In particolare, MBS potrebbe mostrare la propria affidabilità negoziando le condizioni del sostegno degli Stati Uniti al programma nucleare della monarchia. L’Arabia Saudita punta a realizzare sedici reattori nucleari. Nel febbraio 2023, sono arrivate offerte per la prima centrale. L’Arabia Saudita ha sempre sostenuto che il suo programma è destinato a scopi pacifici e che la monarchia è impegnata a porre le sue future strutture sotto la supervisione dell’Agenzia internazionale per l’energia atomica (AIEA). Tuttavia, mentre l’Iran sarà in grado a breve di produrre armi nucleari, l’Arabia Saudita sta cercando di acquisire le competenze e gli elementi tecnologici necessari per essere alla pari con l’Iran se quest’ultimo dovesse oltrepassare la soglia di produzione di armi nucleari. I leader sauditi hanno avvertito che l’Arabia Saudita svilupperà le sue competenze se l’Iran dovesse diventare una potenza nucleare.

Ambizioni nucleari

L’Arabia Saudita ha smentito le voci sulla costruzione di un impianto di estrazione di yellow cake2 con l’aiuto della Cina, che, da parte sua, possiede importanti giacimenti di uranio. Gli Stati Uniti hanno intenzione di fermarlo convincendo la monarchia saudita ad accettare le garanzie richieste dalla legge statunitense, che i sauditi finora hanno sempre respinto. Garanzie che costringerebbero l’Arabia Saudita a rinunciare alla produzione di combustibile nucleare, anche avendo la possibilità di acquistarlo a prezzi più convenienti in un altro Paese. La legge americana sulla politica energetica stabilisce che i Paesi che cooperano con gli Stati Uniti nel campo dell’energia nucleare debbano rinunciare all’arricchimento dell’uranio e al ritrattamento del combustibile esaurito.
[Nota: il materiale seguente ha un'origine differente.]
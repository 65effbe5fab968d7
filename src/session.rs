//! Session lifecycle boundary.
//!
//! Signing in, answering verification challenges and disconnecting belong to
//! the messaging client, not to this crate. [`SessionLifecycle`] is the seam a
//! client implements; the rest of the crate only looks at a session's
//! [`AuthState`] tag.
//!
//! [`authorize_accounts`] walks every configured account through the flow and
//! returns the sessions that ended up authorized.

use async_trait::async_trait;
use tracing::{info, warn};

use crate::config::AccountConfig;
use crate::error::{ChatgrepError, Result};

/// Authorization state of a session.
#[derive(Debug, Clone, Copy, PartialEq, Eq, Hash)]
pub enum AuthState {
    Unauthenticated,
    /// A login code was sent and must be submitted
    AwaitingCode,
    /// Two-step verification password required
    AwaitingPassword,
    Authorized,
    Banned,
    Expired,
}

impl std::fmt::Display for AuthState {
    fn fmt(&self, f: &mut std::fmt::Formatter<'_>) -> std::fmt::Result {
        let s = match self {
            AuthState::Unauthenticated => "unauthenticated",
            AuthState::AwaitingCode => "awaiting code",
            AuthState::AwaitingPassword => "awaiting 2FA password",
            AuthState::Authorized => "authorized",
            AuthState::Banned => "banned",
            AuthState::Expired => "expired",
        };
        f.write_str(s)
    }
}

/// Handle to one account identity.
///
/// `id` is whatever the client needs to find its connection again; the
/// pipeline never interprets it.
#[derive(Debug, Clone, PartialEq, Eq, Hash)]
pub struct Session {
    pub id: u64,
    pub label: String,
    pub state: AuthState,
}

impl Session {
    pub fn new(id: u64, label: impl Into<String>, state: AuthState) -> Self {
        Self {
            id,
            label: label.into(),
            state,
        }
    }

    /// Creates an already authorized session.
    pub fn authorized(id: u64, label: impl Into<String>) -> Self {
        Self::new(id, label, AuthState::Authorized)
    }

    pub fn is_authorized(&self) -> bool {
        self.state == AuthState::Authorized
    }

    #[must_use]
    pub fn with_state(mut self, state: AuthState) -> Self {
        self.state = state;
        self
    }
}

/// Sign-in and disconnect operations of a messaging client.
#[async_trait]
pub trait SessionLifecycle: Send + Sync {
    /// Connects with the account's credentials.
    ///
    /// The returned session is either authorized or waiting on a challenge.
    async fn create_session(&self, account: &AccountConfig) -> Result<Session>;

    /// Answers an [`AuthState::AwaitingCode`] challenge.
    async fn submit_code(&self, session: Session, code: &str) -> Result<Session>;

    /// Answers an [`AuthState::AwaitingPassword`] challenge.
    async fn submit_password(&self, session: Session, password: &str) -> Result<Session>;

    /// Disconnects. Must be safe to call on any state.
    async fn close(&self, session: &Session);
}

/// Supplies login codes during [`authorize_accounts`].
#[async_trait]
pub trait CodeSource: Send + Sync {
    /// Returns the code sent to `account`, or `None` to give up on it.
    async fn code_for(&self, account: &AccountConfig) -> Option<String>;
}

/// A [`CodeSource`] that never has a code.
///
/// Useful with providers whose sessions are authorized on creation.
#[derive(Debug, Clone, Copy, Default)]
pub struct NoCodes;

#[async_trait]
impl CodeSource for NoCodes {
    async fn code_for(&self, _account: &AccountConfig) -> Option<String> {
        None
    }
}

/// Sessions that signed in, and the accounts that did not.
#[derive(Debug, Default)]
pub struct AuthOutcome {
    pub sessions: Vec<Session>,
    pub failures: Vec<ChatgrepError>,
}

/// Drives each complete account through sign-in.
///
/// Accounts with missing credentials are skipped. Failed accounts have their
/// half-open session closed and are reported in [`AuthOutcome::failures`];
/// they never abort the other accounts.
pub async fn authorize_accounts<L, C>(lifecycle: &L, accounts: &[AccountConfig], codes: &C) -> AuthOutcome
where
    L: SessionLifecycle + ?Sized,
    C: CodeSource + ?Sized,
{
    let mut outcome = AuthOutcome::default();

    for account in accounts.iter().filter(|a| a.is_complete()) {
        match authorize_one(lifecycle, account, codes).await {
            Ok(session) => {
                info!(account = account.label(), "session authorized");
                outcome.sessions.push(session);
            }
            Err(err) => {
                warn!(account = account.label(), error = %err, "account skipped");
                outcome.failures.push(err);
            }
        }
    }

    outcome
}

async fn authorize_one<L, C>(lifecycle: &L, account: &AccountConfig, codes: &C) -> Result<Session>
where
    L: SessionLifecycle + ?Sized,
    C: CodeSource + ?Sized,
{
    let mut session = lifecycle.create_session(account).await?;

    if session.state == AuthState::AwaitingCode {
        let Some(code) = codes.code_for(account).await else {
            lifecycle.close(&session).await;
            return Err(ChatgrepError::auth(account.label(), "verification code required"));
        };
        let submit = lifecycle.submit_code(session.clone(), &code);
        session = submit_or_close(lifecycle, &session, submit).await?;
    }

    if session.state == AuthState::AwaitingPassword {
        let Some(password) = account.password.as_deref().filter(|p| !p.is_empty()) else {
            lifecycle.close(&session).await;
            return Err(ChatgrepError::auth(
                account.label(),
                "two-step verification password required",
            ));
        };
        let submit = lifecycle.submit_password(session.clone(), password);
        session = submit_or_close(lifecycle, &session, submit).await?;
    }

    if session.is_authorized() {
        Ok(session)
    } else {
        lifecycle.close(&session).await;
        Err(ChatgrepError::auth(account.label(), format!("session is {}", session.state)))
    }
}

/// Awaits a challenge answer, closing `pending` if the client rejects it.
async fn submit_or_close<L, F>(lifecycle: &L, pending: &Session, submit: F) -> Result<Session>
where
    L: SessionLifecycle + ?Sized,
    F: std::future::Future<Output = Result<Session>>,
{
    match submit.await {
        Ok(session) => Ok(session),
        Err(err) => {
            lifecycle.close(pending).await;
            Err(err)
        }
    }
}
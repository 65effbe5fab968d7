//! JSON output writer.

use std::fs::File;
use std::io::{BufWriter, Write};
use std::path::Path;

use crate::MatchRecord;
use crate::error::Result;

/// Writes matches to a pretty-printed JSON array.
///
/// # Format
/// ```json
/// [
///   {"group": "Rust Chat", "sender": "Unknown", "message_id": 42, ...}
/// ]
/// ```
pub fn write_json(matches: &[MatchRecord], output_path: impl AsRef<Path>) -> Result<()> {
    let mut file = BufWriter::new(File::create(output_path)?);
    serde_json::to_writer_pretty(&mut file, matches)?;
    file.write_all(b"\n")?;
    file.flush()?;
    Ok(())
}

/// Converts matches to a pretty-printed JSON array.
pub fn to_json(matches: &[MatchRecord]) -> Result<String> {
    Ok(serde_json::to_string_pretty(matches)?)
}

#[cfg(test)]
mod tests {
    use super::*;
    use chrono::{TimeZone, Utc};

    #[test]
    fn test_to_json_roundtrips_fields() {
        let record = MatchRecord {
            group: "g".into(),
            group_link: "@g".into(),
            sender: "Unknown".into(),
            message_id: 7,
            timestamp: Utc.with_ymd_and_hms(2024, 1, 2, 3, 4, 5).unwrap(),
            text: "needle".into(),
            url: None,
            views: 0,
            forwards: 0,
            replies: 0,
            reactions: 0,
        };

        let json = to_json(std::slice::from_ref(&record)).unwrap();
        assert!(!json.contains("\"url\""));

        let parsed: Vec<MatchRecord> = serde_json::from_str(&json).unwrap();
        assert_eq!(parsed, vec![record]);
    }

    #[test]
    fn test_empty_array() {
        assert_eq!(to_json(&[]).unwrap(), "[]");
    }
}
Le autorità americane temono che l’insistenza dei sauditi non porti a riesaminare il protocollo d’intesa firmato nel 2009 con gli Stati Uniti, che sanciva l’impegno della monarchia saudita ad acquisire combustibile nucleare dai mercati internazionali.

Tuttavia, anche se il principe MbS dovesse convincere gli Stati Uniti sul suo senso di responsabilità oltre a soddisfare le condizioni americane per la cooperazione nucleare, Israele rimane il suo jolly. Il principe ereditario e altre alte personalità saudite hanno chiarito che vogliono stabilire una relazione ufficiale con Israele, ma ciò sarà possibile solo se il conflitto israelo-palestinese verrà risolto in un modo che tenga conto degli interessi di entrambe le parti, ma il governo del premier Netanyahu vuole tutto tranne che questo.

Netanyahu è convinto che il sostegno ai palestinesi in Arabia Saudita, e in altri luoghi del mondo arabo e musulmano, sia diminuito al punto tale che, se dovesse presentarsi la scelta tra il sostegno ai palestinesi o la sicurezza e la cooperazione tecnologica con Israele, specialmente contro l’Iran, la monarchia saudita sceglierà Israele.

Un calcolo che può funzionare solo nella remota eventualità in cui gli Stati Uniti si impegnino giuridicamente a garantire la sicurezza dell’Arabia Saudita e del Golfo e che il regno saudita soddisfi le condizioni sull’energia nucleare imposte dagli Stati Uniti. Dal suo canto, il principe ereditario dà per scontato che se Arabia Saudita e Stati Uniti dovessero trovare un accordo, Netanyahu lo sosterrà, ma è una scommessa rischiosa. Per quanto Netanyahu sia interessato a mantenere rapporti ufficiali con l’Arabia Saudita, è improbabile che metta a repentaglio il suo destino politico rischiando una crisi con gli alleati della coalizione, soprattutto con l’estrema destra e gli ultra-religiosi, che vogliono sbarazzarsi dei palestinesi il prima possibile.

1“Saudi Arabia offers its price to normalize relations with Israel”, The New York Times, 10 marzo 2023.

2La yellowcake (“torta gialla” in inglese) è il prodotto finale dei processi di concentrazione e purificazione dei minerali estratti che contengono l’uranio. [NdT].